Os exemplos de óperas conhecidos com minúcia pelo autor que, de uma forma ou de outra, recorrem à química chegam até à actualidade. Por exemplo, Madame Curie, a famosa física e química polaco-francesa que foi a única cientista a ganhar dois prémios Nobel de duas disciplinas científicas, foi fonte de inspiração da ópera Madame Curie, estreada em Paris em 2011, no Ano Internacional da Química, que assinalava os cem anos do seu segundo Nobel. Foi sua autora a compositora polaca Elzbieta Sikora, num preito tanto à terra natal de Madame Curie como ao talento feminino. O físico de origem alemã Albert Einstein, que foi amigo e admirador de Madame Curie (e que, por isso, aparece na ópera atrás referida), foi também figura central de algumas óperas, nomeadamente Einstein on the Beach, dos americanos Robert Wilson e Philip Glass, estreada em Avignon em 1976.

Em 1959 o físico-químico e romancista inglês Charles P. Snow discutiu, numa famosa conferência que proferiu em Cambridge, o problema da separação entre duas culturas, a cultura literária (ou, mais em geral, a cultura artística) e a cultura científica. Deu como exemplo a obra do dramaturgo inglês William Shakespeare (um contemporâneo de Marlowe e de Galileu) e a Segunda Lei da Termodinâmica, o primeiro celebrado por todos os literatos e a segunda ignorada por eles com a mesma unanimidade. E, contudo, Shakespeare e a Segunda Lei estão mais ligados do que geralmente se pensa. O professor de Química americano A. Truman Schwartz escreveu: “A Segunda Lei parece conduzir as tragédias de Shakespeare: no Rei Lear é libertada uma entropia prodigiosa.” Se fosse mais conhecedor da cultura portuguesa, Snow poderia, para além de Shakespeare, ter referido Luís de Camões, que, antecedendo o bardo de Stratford-upon-Avon, escreveu que “Mudam-se os tempos, mudam-se as vontades / Muda-se o ser, muda-se a confiança/ Todo o mundo é composto de mudança/ Tomando sempre novas qualidades,” que não é mais do que um enunciado poético da Segunda Lei da Termodinâmica.

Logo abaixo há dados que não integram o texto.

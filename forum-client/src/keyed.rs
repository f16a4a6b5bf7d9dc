//! Сериализация intent-ов по ключу.
//!
//! На каждый ключ (маркер голоса, пара «пользователь, пост») заводится
//! асинхронный мьютекс. Очередь на `tokio::sync::Mutex` FIFO, поэтому второй
//! intent ждёт, пока первый не завершится, и видит уже итоговое состояние.

use std::collections::HashMap;
use std::hash::Hash;
use std::sync::Arc;

use parking_lot::Mutex;
use tokio::sync::{Mutex as AsyncMutex, OwnedMutexGuard};

#[derive(Debug)]
pub(crate) struct KeyedLocks<K> {
    slots: Mutex<HashMap<K, Arc<AsyncMutex<()>>>>,
}

impl<K> Default for KeyedLocks<K> {
    fn default() -> Self {
        Self {
            slots: Mutex::new(HashMap::new()),
        }
    }
}

impl<K> KeyedLocks<K>
where
    K: Eq + Hash + Clone,
{
    pub(crate) fn new() -> Self {
        Self::default()
    }

    /// Ждёт своей очереди на ключ. Ключ свободен, когда guard отпущен.
    pub(crate) async fn acquire(&self, key: K) -> OwnedMutexGuard<()> {
        let slot = {
            let mut slots = self.slots.lock();
            // Слот, на который ссылается только таблица, никем не занят и никем не ожидается.
            slots.retain(|_, slot| Arc::strong_count(slot) > 1);
            slots.entry(key).or_default().clone()
        };
        slot.lock_owned().await
    }

    /// `true`, если по ключу есть intent в работе или в очереди.
    pub(crate) fn is_pending(&self, key: &K) -> bool {
        self.slots
            .lock()
            .get(key)
            .is_some_and(|slot| Arc::strong_count(slot) > 1)
    }
}
use thiserror::Error;
use validator::ValidationErrors;

#[derive(Debug, Clone, Error, PartialEq, Eq)]
/// Ошибки ядра `forum-client`.
///
/// Каждая ошибка локальна для операции, которая её вернула: ядро ничего не
/// повторяет само и ничего не считает фатальным для процесса.
pub enum ForumError {
    /// Операция требует пользователя, а сессии нет. В сеть запрос не уходит.
    #[error("unauthenticated")]
    Unauthenticated,

    /// Сервер отверг токен (истёк/некорректен). Сессия сбрасывается.
    #[error("authorization rejected")]
    AuthorizationRejected,

    /// Сервер отказал в действии при валидном токене (например, не админ).
    #[error("forbidden: {0}")]
    Forbidden(String),

    /// Сервер (или локальная проверка черновика) отверг содержимое запроса.
    #[error("validation failed: {0}")]
    ValidationFailed(String),

    /// Сущность больше не существует на сервере.
    #[error("not found")]
    NotFound,

    /// Пост закрыт: новые комментарии и ответы запрещены.
    #[error("post {post_id} is locked")]
    PostLocked {
        /// Идентификатор закрытого поста.
        post_id: i64,
    },

    /// Сеть, таймаут или 5xx. Можно повторить тот же intent.
    #[error("transient failure: {0}")]
    Transient(String),

    /// Ответ сервера не совпал с ожидаемым контрактом.
    #[error("decode error: {0}")]
    Decode(String),

    /// Ошибка долговременного локального хранилища.
    #[error("storage error: {0}")]
    Storage(String),
}

/// Результат операций `forum-client`.
pub type ForumResult<T> = Result<T, ForumError>;

impl ForumError {
    /// `true`, если повтор того же intent может завершиться успешно.
    pub fn is_recoverable(&self) -> bool {
        matches!(self, Self::Transient(_))
    }

    /// `true` для ошибок, после которых сессия должна быть сброшена.
    pub fn is_auth_rejection(&self) -> bool {
        matches!(self, Self::AuthorizationRejected)
    }

    pub(crate) fn from_http_status(status: reqwest::StatusCode, message: Option<String>) -> Self {
        let message = message.unwrap_or_else(|| format!("http status {status}"));
        match status {
            reqwest::StatusCode::UNAUTHORIZED => Self::AuthorizationRejected,
            reqwest::StatusCode::FORBIDDEN => Self::Forbidden(message),
            reqwest::StatusCode::NOT_FOUND => Self::NotFound,
            status if status.is_server_error() => Self::Transient(message),
            reqwest::StatusCode::REQUEST_TIMEOUT | reqwest::StatusCode::TOO_MANY_REQUESTS => {
                Self::Transient(message)
            }
            _ => Self::ValidationFailed(message),
        }
    }

    pub(crate) fn from_reqwest(err: reqwest::Error) -> Self {
        if let Some(status) = err.status() {
            return Self::from_http_status(status, None);
        }
        if err.is_decode() {
            return Self::Decode(err.to_string());
        }
        Self::Transient(err.to_string())
    }
}

impl From<ValidationErrors> for ForumError {
    fn from(value: ValidationErrors) -> Self {
        Self::ValidationFailed(value.to_string())
    }
}

#[cfg(test)]
mod tests {
    use reqwest::StatusCode;

    use super::ForumError;

    #[test]
    fn unauthorized_status_maps_to_rejection() {
        let err = ForumError::from_http_status(StatusCode::UNAUTHORIZED, None);
        assert!(err.is_auth_rejection());
    }

    #[test]
    fn forbidden_status_keeps_session() {
        let err = ForumError::from_http_status(StatusCode::FORBIDDEN, Some("admins only".into()));
        assert_eq!(err, ForumError::Forbidden("admins only".to_string()));
        assert!(!err.is_auth_rejection());
    }

    #[test]
    fn bad_request_passes_server_message_through() {
        let err = ForumError::from_http_status(
            StatusCode::BAD_REQUEST,
            Some("Title is required".to_string()),
        );
        assert_eq!(err, ForumError::ValidationFailed("Title is required".into()));
        assert!(!err.is_recoverable());
    }

    #[test]
    fn server_errors_are_transient() {
        let err = ForumError::from_http_status(StatusCode::BAD_GATEWAY, None);
        assert!(matches!(err, ForumError::Transient(ref msg) if msg.contains("502")));
        assert!(err.is_recoverable());
    }

    #[test]
    fn not_found_status_maps_to_not_found() {
        let err = ForumError::from_http_status(StatusCode::NOT_FOUND, Some("gone".into()));
        assert_eq!(err, ForumError::NotFound);
    }
}
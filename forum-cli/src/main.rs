mod logging;
mod settings;

use std::fmt::Display;
use std::fs;
use std::path::PathBuf;
use std::process;
use std::sync::Arc;

use anyhow::{Context, Result, bail};
use chrono::{DateTime, NaiveDate, Utc};
use clap::{Parser, Subcommand, ValueEnum};
use forum_client::{
    Category, CategoryDraft, CommentDraft, CommentThread, Credentials, FileSideChannel,
    ForumClient, ForumError, PasswordReset, Post, PostDraft, PostQuery, PostSort, ProfileUpdate,
    Registration, User, VoteTarget, VoteType,
};
use serde::Serialize;
use serde_json::json;
use tracing::warn;

use crate::logging::init_logging;
use crate::settings::Settings;

#[derive(Debug, Parser)]
#[command(name = "forum-cli", version, about = "CLI клиент форума")]
struct Cli {
    /// Адрес сервера (по умолчанию FORUM_API_URL).
    #[arg(long, global = true)]
    server: Option<String>,

    /// Печатать ответы в JSON.
    #[arg(long, global = true)]
    json: bool,

    #[command(subcommand)]
    command: Command,
}

#[derive(Debug, Clone, Copy, ValueEnum)]
enum VoteArg {
    Like,
    Dislike,
}

impl From<VoteArg> for VoteType {
    fn from(value: VoteArg) -> Self {
        match value {
            VoteArg::Like => VoteType::Like,
            VoteArg::Dislike => VoteType::Dislike,
        }
    }
}

#[derive(Debug, Clone, Copy, ValueEnum)]
enum SortArg {
    Likes,
    Date,
}

impl From<SortArg> for PostSort {
    fn from(value: SortArg) -> Self {
        match value {
            SortArg::Likes => PostSort::Likes,
            SortArg::Date => PostSort::Date,
        }
    }
}
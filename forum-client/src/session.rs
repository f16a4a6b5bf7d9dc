//! Session Gate: есть ли у клиента пользователь.
//!
//! Любой intent, требующий личности, сначала синхронно спрашивает
//! [`SessionGate::require`]. Без сессии он получает
//! [`ForumError::Unauthenticated`] и не доходит до сети.

use std::sync::Arc;

use parking_lot::RwLock;
use tracing::{info, warn};
use validator::Validate;

use crate::Shared;
use crate::error::{ForumError, ForumResult};
use crate::models::{
    AuthSession, Credentials, PasswordReset, PasswordResetRequest, Registration, User,
};

#[derive(Debug, Clone, PartialEq)]
pub(crate) struct Identity {
    pub(crate) token: String,
    pub(crate) user: User,
}

impl Identity {
    pub(crate) fn user_id(&self) -> i64 {
        self.user.id
    }
}

#[derive(Debug, Default)]
pub(crate) struct SessionGate {
    identity: RwLock<Option<Identity>>,
}

impl SessionGate {
    pub(crate) fn require(&self) -> ForumResult<Identity> {
        self.identity
            .read()
            .clone()
            .ok_or(ForumError::Unauthenticated)
    }

    pub(crate) fn current(&self) -> Option<Identity> {
        self.identity.read().clone()
    }

    /// `true`, если `identity` всё ещё текущая сессия.
    pub(crate) fn is_current(&self, identity: &Identity) -> bool {
        self.identity.read().as_ref().is_some_and(|current| {
            current.user.id == identity.user.id && current.token == identity.token
        })
    }

    pub(crate) fn establish(&self, identity: Identity) -> Option<Identity> {
        self.identity.write().replace(identity)
    }

    pub(crate) fn clear(&self) -> Option<Identity> {
        self.identity.write().take()
    }

    pub(crate) fn merge_user(&self, user: &User) {
        if let Some(identity) = self.identity.write().as_mut()
            && identity.user.id == user.id
        {
            identity.user.merge(user.clone());
        }
    }
}

#[derive(Debug, Clone, Copy, PartialEq, Eq)]
pub(crate) enum SessionEnd {
    Logout,
    Rejected,
}

impl Shared {
    pub(crate) fn start_session(&self, session: AuthSession) -> User {
        let AuthSession { token, user } = session;
        let previous = self.gate.establish(Identity {
            token: token.clone(),
            user: user.clone(),
        });
        {
            let mut store = self.store.lock();
            if let Some(previous) = previous.filter(|previous| previous.user.id != user.id) {
                store.clear_identity(previous.user.id);
            }
            store.upsert(user.clone());
        }
        if let Err(err) = self.side.save_token(&token) {
            warn!(error = %err, "failed to persist session token");
        }
        info!(user_id = user.id, "session started");
        user
    }

    /// Сбрасывает сессию и кэши, привязанные к пользователю.
    pub(crate) fn end_session(&self, reason: SessionEnd) -> Option<Identity> {
        let identity = self.gate.clear();
        if let Err(err) = self.side.clear_token() {
            warn!(error = %err, "failed to clear persisted session token");
        }
        let identity = identity?;

        self.store.lock().clear_identity(identity.user_id());
        if reason == SessionEnd::Rejected
            && let Err(err) = self.side.clear_favorites(identity.user_id())
        {
            warn!(error = %err, "failed to clear persisted favorites");
        }
        info!(user_id = identity.user_id(), ?reason, "session ended");
        Some(identity)
    }
}

#[derive(Clone)]
/// Вход, выход и текущий пользователь.
pub struct Session {
    shared: Arc<Shared>,
}

impl Session {
    pub(crate) fn new(shared: Arc<Shared>) -> Self {
        Self { shared }
    }

    /// `true`, если пользователь вошёл.
    pub fn is_authenticated(&self) -> bool {
        self.shared.gate.current().is_some()
    }

    /// Текущий пользователь.
    pub fn current_user(&self) -> Option<User> {
        self.shared.gate.current().map(|identity| identity.user)
    }

    /// Текущий пользователь или [`ForumError::Unauthenticated`].
    pub fn require_user(&self) -> ForumResult<User> {
        self.shared.gate.require().map(|identity| identity.user)
    }

    /// Восстанавливает сессию по сохранённому токену.
    ///
    /// Без токена возвращает `Ok(None)`. Отвергнутый сервером токен
    /// удаляется, результат тоже `Ok(None)`. Прочие ошибки пробрасываются,
    /// токен при этом остаётся для следующей попытки.
    pub async fn bootstrap(&self) -> ForumResult<Option<User>> {
        let Some(token) = self.shared.side.load_token() else {
            return Ok(None);
        };

        match self.shared.api.current_user(&token).await {
            Ok(user) => {
                if let Some(current) = self.shared.gate.current() {
                    return Ok(Some(current.user));
                }
                Ok(Some(self.shared.start_session(AuthSession { token, user })))
            }
            Err(ForumError::AuthorizationRejected) => {
                info!("stored token rejected, starting anonymous");
                if let Err(err) = self.shared.side.clear_token() {
                    warn!(error = %err, "failed to clear persisted session token");
                }
                Ok(None)
            }
            Err(err) => Err(err),
        }
    }

    /// Вход по логину и паролю.
    pub async fn login(&self, credentials: Credentials) -> ForumResult<User> {
        credentials.validate()?;
        let session = self.shared.api.login(&credentials).await?;
        Ok(self.shared.start_session(session))
    }

    /// Регистрация. Возвращает сообщение сервера; войти можно после подтверждения email.
    pub async fn register(&self, registration: Registration) -> ForumResult<String> {
        registration.validate()?;
        self.shared.api.register(&registration).await
    }

    /// Подтверждает email и сразу входит с выданным токеном.
    pub async fn verify_email(&self, code: &str) -> ForumResult<User> {
        let code = code.trim();
        if code.is_empty() {
            return Err(ForumError::ValidationFailed(
                "verification code is empty".to_string(),
            ));
        }
        let session = self.shared.api.verify_email(code).await?;
        Ok(self.shared.start_session(session))
    }

    /// Просит сервер отправить ссылку для сброса пароля. Сессию не трогает.
    pub async fn request_password_reset(&self, email: &str) -> ForumResult<String> {
        let request = PasswordResetRequest {
            email: email.trim().to_string(),
        };
        request.validate()?;
        self.shared.api.request_password_reset(&request).await
    }

    /// Задаёт новый пароль по токену из письма. Войти нужно отдельно.
    pub async fn reset_password(
        &self,
        reset_token: &str,
        reset: PasswordReset,
    ) -> ForumResult<String> {
        let reset_token = reset_token.trim();
        if reset_token.is_empty() {
            return Err(ForumError::ValidationFailed(
                "password reset token is empty".to_string(),
            ));
        }
        reset.validate()?;
        self.shared
            .api
            .confirm_password_reset(reset_token, &reset)
            .await
    }

    /// Выход. Маркеры голосов и избранное пользователя сбрасываются.
    pub fn logout(&self) {
        if self.shared.end_session(SessionEnd::Logout).is_none() {
            info!("logout without active session");
        }
    }
}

Os tempos mudaram. Hoje, passado mais de meio século sobre a questão das duas culturas, é geralmente reconhecido que a ciência é um ramo da vasta cultura humana, tal como a arte é outro. Há só uma cultura, mas, se a virmos como uma longa hélice, poderemos falar de duas fitas unidas por travessões. O químico americano contemporâneo Carl Djerassi, um dos inventores da pílula anticoncepcional, ensaiou com a escrita de peças de teatro baseadas em temas de ciência a construção de pontes entre ciência e o teatro. Algo semelhante fez um outro químico americano, Roald Hoffmann, Prémio Nobel da Química de 1981, que escreveu poemas de temática científica para além de ter partilhado com Djerassi a autoria da peça Oxigénio, que conta a descoberta desse elemento. E, entre nós, Jorge Calado, que, sendo um professor de Química, é também um grande especialista em ópera. João Paulo André, professor de Química e entusiasta da ópera, tem a quem sair e sai-se muito bem neste seu primeiro livro. Com esta obra, ganha o estatuto de professor de Química e Ópera, um título exigente a que poucos poderão aspirar mesmo à escala mundial. Há muitos mestres de Química e, embora em menor número, não são poucas as pessoas que ensinam Ópera. Mas há poucos, muito poucos, mestres de Química e Ópera, sábios que consigam fascinar-nos com o entrelaçamento da ciência e da arte. O autor do livro que o leitor tem em mãos é um mestre das duas culturas que afinal são uma só.